:: Exercise instructions ::
The stretch from the line with "filename crates/pictor_models/src/config.rs" through the line with "use std::time::Duration;" in the records below: write it out exactly, and nothing else.

*** Supplied material Section Begins ***

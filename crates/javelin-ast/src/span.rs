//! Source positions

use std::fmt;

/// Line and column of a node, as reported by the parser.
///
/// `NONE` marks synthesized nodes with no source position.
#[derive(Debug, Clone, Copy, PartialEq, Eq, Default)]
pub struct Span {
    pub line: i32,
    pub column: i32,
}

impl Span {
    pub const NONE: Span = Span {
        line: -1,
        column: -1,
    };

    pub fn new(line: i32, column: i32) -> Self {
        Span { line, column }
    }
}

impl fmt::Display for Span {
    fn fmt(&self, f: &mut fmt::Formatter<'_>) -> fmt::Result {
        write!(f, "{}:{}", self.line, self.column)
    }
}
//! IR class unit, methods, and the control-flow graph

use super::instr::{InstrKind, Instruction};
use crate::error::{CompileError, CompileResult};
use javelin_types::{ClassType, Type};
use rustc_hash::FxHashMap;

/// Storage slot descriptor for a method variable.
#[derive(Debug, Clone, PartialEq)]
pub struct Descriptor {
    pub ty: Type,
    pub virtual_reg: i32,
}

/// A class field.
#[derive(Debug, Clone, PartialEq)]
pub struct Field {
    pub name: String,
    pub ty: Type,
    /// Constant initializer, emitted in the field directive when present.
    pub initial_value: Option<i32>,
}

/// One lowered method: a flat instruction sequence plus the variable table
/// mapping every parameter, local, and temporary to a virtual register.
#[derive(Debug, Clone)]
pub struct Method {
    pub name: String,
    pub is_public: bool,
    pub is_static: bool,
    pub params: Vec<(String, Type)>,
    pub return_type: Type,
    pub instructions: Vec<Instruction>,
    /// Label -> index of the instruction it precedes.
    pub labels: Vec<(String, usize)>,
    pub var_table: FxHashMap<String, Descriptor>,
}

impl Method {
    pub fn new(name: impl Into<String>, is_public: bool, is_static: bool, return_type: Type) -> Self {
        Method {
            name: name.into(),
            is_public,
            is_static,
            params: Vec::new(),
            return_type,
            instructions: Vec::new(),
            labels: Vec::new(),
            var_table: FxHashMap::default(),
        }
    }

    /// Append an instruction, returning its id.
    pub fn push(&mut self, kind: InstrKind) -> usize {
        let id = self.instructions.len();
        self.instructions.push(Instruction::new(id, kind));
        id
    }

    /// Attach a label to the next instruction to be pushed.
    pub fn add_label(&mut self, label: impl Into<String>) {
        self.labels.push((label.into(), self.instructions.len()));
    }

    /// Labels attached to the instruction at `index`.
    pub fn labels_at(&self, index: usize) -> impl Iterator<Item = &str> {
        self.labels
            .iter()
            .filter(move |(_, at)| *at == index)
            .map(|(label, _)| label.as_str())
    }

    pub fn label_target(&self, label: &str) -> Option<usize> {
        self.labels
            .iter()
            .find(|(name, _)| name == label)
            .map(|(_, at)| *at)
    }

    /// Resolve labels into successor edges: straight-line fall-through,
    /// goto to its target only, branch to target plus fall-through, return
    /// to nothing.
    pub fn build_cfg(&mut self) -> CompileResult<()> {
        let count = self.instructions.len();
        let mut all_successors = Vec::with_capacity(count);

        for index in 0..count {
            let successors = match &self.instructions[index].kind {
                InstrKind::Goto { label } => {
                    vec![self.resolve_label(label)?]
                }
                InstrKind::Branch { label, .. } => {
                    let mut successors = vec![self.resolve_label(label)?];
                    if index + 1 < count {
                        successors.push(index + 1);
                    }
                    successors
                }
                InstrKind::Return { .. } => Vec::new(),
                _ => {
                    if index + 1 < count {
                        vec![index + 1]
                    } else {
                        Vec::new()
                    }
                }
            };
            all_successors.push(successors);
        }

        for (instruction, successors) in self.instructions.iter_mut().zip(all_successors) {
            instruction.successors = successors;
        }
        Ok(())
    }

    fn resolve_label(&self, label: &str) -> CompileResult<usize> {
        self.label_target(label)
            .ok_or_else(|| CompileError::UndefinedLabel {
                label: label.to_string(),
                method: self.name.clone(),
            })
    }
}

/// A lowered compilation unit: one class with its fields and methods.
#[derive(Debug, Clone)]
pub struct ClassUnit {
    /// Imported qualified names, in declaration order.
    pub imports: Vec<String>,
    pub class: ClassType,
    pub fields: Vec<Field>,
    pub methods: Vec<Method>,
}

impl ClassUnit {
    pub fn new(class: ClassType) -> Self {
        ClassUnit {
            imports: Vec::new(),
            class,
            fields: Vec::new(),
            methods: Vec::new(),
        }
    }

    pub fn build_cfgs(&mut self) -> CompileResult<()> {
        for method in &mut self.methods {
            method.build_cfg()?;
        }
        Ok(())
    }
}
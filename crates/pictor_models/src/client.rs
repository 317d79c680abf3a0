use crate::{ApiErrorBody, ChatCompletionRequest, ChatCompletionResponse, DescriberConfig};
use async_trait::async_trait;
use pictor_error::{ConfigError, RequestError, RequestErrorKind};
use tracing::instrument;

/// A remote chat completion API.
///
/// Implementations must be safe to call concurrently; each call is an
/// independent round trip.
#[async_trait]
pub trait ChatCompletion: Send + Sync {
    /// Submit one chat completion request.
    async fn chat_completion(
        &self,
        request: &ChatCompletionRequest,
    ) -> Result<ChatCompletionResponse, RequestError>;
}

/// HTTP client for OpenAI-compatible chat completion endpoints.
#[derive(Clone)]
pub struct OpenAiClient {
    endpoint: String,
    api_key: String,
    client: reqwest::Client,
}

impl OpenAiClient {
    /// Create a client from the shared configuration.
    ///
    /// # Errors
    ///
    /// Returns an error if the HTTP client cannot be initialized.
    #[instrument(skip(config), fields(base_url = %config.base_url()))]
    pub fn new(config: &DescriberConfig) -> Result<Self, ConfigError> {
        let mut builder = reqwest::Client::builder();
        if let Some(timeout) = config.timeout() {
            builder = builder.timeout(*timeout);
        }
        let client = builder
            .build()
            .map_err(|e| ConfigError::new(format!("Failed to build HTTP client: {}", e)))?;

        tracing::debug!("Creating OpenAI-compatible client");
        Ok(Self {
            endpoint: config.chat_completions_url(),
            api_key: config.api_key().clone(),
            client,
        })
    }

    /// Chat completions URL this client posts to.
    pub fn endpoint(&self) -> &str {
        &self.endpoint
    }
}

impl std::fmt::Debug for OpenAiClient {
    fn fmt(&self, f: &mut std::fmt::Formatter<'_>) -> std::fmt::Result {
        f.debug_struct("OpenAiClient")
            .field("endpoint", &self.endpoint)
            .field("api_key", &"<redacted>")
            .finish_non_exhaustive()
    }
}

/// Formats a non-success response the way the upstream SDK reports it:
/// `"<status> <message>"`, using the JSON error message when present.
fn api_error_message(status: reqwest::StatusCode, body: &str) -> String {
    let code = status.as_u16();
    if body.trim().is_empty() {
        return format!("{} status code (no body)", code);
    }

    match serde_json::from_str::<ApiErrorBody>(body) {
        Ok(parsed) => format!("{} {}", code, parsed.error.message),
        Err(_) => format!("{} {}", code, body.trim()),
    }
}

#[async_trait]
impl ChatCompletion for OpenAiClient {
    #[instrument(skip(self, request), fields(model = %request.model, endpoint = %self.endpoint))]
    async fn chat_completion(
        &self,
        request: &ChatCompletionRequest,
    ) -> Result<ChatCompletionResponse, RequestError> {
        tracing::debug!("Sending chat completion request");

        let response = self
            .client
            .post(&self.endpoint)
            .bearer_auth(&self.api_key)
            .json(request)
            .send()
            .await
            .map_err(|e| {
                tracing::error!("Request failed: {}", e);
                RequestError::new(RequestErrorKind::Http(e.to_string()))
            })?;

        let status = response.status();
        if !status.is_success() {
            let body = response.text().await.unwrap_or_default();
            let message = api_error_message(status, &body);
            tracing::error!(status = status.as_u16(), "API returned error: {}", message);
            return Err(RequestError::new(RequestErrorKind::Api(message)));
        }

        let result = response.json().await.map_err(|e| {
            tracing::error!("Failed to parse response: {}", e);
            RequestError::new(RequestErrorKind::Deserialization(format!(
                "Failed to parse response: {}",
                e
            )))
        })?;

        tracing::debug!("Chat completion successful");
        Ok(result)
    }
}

*** Supplied material Section Ends ***
*** Supplied material Section Begins ***

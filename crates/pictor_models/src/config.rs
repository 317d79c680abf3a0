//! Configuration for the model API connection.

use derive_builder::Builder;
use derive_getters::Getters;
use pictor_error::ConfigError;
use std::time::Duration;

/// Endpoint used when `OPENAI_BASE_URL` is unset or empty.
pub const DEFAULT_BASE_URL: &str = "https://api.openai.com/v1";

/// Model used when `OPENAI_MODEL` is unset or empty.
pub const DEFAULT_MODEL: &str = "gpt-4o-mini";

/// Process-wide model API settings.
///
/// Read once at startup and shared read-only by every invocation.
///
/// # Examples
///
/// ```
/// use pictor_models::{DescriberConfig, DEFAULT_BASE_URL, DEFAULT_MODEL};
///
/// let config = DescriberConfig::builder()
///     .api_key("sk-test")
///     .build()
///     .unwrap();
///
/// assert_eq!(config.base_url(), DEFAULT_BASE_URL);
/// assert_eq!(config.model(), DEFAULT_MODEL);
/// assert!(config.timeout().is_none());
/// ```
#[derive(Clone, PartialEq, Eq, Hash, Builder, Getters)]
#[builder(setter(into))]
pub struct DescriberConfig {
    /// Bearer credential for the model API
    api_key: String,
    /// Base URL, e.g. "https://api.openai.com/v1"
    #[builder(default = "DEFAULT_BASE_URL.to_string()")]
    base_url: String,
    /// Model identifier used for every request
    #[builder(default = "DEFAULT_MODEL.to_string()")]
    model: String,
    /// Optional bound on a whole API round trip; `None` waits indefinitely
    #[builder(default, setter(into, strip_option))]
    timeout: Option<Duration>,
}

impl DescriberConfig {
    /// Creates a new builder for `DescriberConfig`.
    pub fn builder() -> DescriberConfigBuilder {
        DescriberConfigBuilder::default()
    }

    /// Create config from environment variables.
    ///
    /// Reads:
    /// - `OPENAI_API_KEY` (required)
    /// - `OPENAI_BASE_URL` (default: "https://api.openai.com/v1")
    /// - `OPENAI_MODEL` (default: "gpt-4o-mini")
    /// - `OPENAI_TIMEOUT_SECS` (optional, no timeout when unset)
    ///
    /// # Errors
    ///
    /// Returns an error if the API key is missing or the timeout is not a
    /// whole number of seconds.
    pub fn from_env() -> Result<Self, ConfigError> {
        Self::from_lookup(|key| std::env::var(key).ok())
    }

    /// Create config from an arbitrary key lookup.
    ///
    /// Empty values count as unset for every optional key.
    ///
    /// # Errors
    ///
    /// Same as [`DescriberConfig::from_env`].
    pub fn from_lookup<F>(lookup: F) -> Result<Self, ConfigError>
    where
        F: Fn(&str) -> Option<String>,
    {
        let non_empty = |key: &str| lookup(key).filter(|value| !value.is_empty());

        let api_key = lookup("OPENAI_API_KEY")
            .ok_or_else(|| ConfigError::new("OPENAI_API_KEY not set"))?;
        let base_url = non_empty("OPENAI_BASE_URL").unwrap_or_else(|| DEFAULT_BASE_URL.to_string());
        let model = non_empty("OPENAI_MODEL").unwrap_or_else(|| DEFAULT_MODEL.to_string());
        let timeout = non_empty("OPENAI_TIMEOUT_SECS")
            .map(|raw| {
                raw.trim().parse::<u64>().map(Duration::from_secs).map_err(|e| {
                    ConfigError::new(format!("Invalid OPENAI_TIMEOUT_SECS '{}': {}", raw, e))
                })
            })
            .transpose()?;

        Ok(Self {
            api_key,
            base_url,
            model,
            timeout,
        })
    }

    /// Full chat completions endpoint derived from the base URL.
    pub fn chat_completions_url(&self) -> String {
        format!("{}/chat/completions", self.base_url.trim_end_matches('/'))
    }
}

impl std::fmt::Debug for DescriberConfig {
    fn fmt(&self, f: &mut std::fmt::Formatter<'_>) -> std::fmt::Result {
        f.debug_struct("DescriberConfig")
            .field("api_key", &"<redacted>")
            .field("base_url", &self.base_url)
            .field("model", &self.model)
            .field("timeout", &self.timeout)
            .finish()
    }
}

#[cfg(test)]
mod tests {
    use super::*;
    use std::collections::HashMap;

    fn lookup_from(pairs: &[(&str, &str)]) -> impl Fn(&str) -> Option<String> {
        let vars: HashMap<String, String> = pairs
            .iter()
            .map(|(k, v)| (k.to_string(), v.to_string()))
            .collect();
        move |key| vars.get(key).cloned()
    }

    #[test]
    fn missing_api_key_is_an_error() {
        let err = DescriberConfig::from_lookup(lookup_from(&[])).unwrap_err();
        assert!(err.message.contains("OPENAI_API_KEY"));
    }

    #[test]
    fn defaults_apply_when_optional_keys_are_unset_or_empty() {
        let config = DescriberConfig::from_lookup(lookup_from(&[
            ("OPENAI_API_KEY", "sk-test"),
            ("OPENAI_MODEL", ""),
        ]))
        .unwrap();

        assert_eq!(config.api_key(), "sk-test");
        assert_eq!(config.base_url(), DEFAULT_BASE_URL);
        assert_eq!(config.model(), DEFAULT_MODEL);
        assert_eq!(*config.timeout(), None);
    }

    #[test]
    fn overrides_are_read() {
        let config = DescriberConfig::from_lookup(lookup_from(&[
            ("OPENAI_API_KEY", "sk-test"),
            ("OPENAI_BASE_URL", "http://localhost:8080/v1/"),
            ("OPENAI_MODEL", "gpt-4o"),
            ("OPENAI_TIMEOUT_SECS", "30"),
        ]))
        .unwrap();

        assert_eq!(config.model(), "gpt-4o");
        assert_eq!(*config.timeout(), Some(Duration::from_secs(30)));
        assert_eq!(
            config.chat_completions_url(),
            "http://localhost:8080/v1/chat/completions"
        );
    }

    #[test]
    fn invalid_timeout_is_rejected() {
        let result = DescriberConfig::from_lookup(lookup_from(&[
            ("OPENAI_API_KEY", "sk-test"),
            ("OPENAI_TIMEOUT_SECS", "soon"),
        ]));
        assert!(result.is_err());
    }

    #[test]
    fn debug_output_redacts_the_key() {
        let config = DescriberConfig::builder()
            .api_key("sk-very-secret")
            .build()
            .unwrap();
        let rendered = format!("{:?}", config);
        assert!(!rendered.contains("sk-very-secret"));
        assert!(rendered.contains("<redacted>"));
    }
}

*** Supplied material Section Ends ***

:: Exercise output ::
filename crates/pictor_models/src/config.rs
repository 317d79c680abf3a0
//! Configuration for the model API connection.

use derive_builder::Builder;
use derive_getters::Getters;
use pictor_error::ConfigError;
use std::time::Duration;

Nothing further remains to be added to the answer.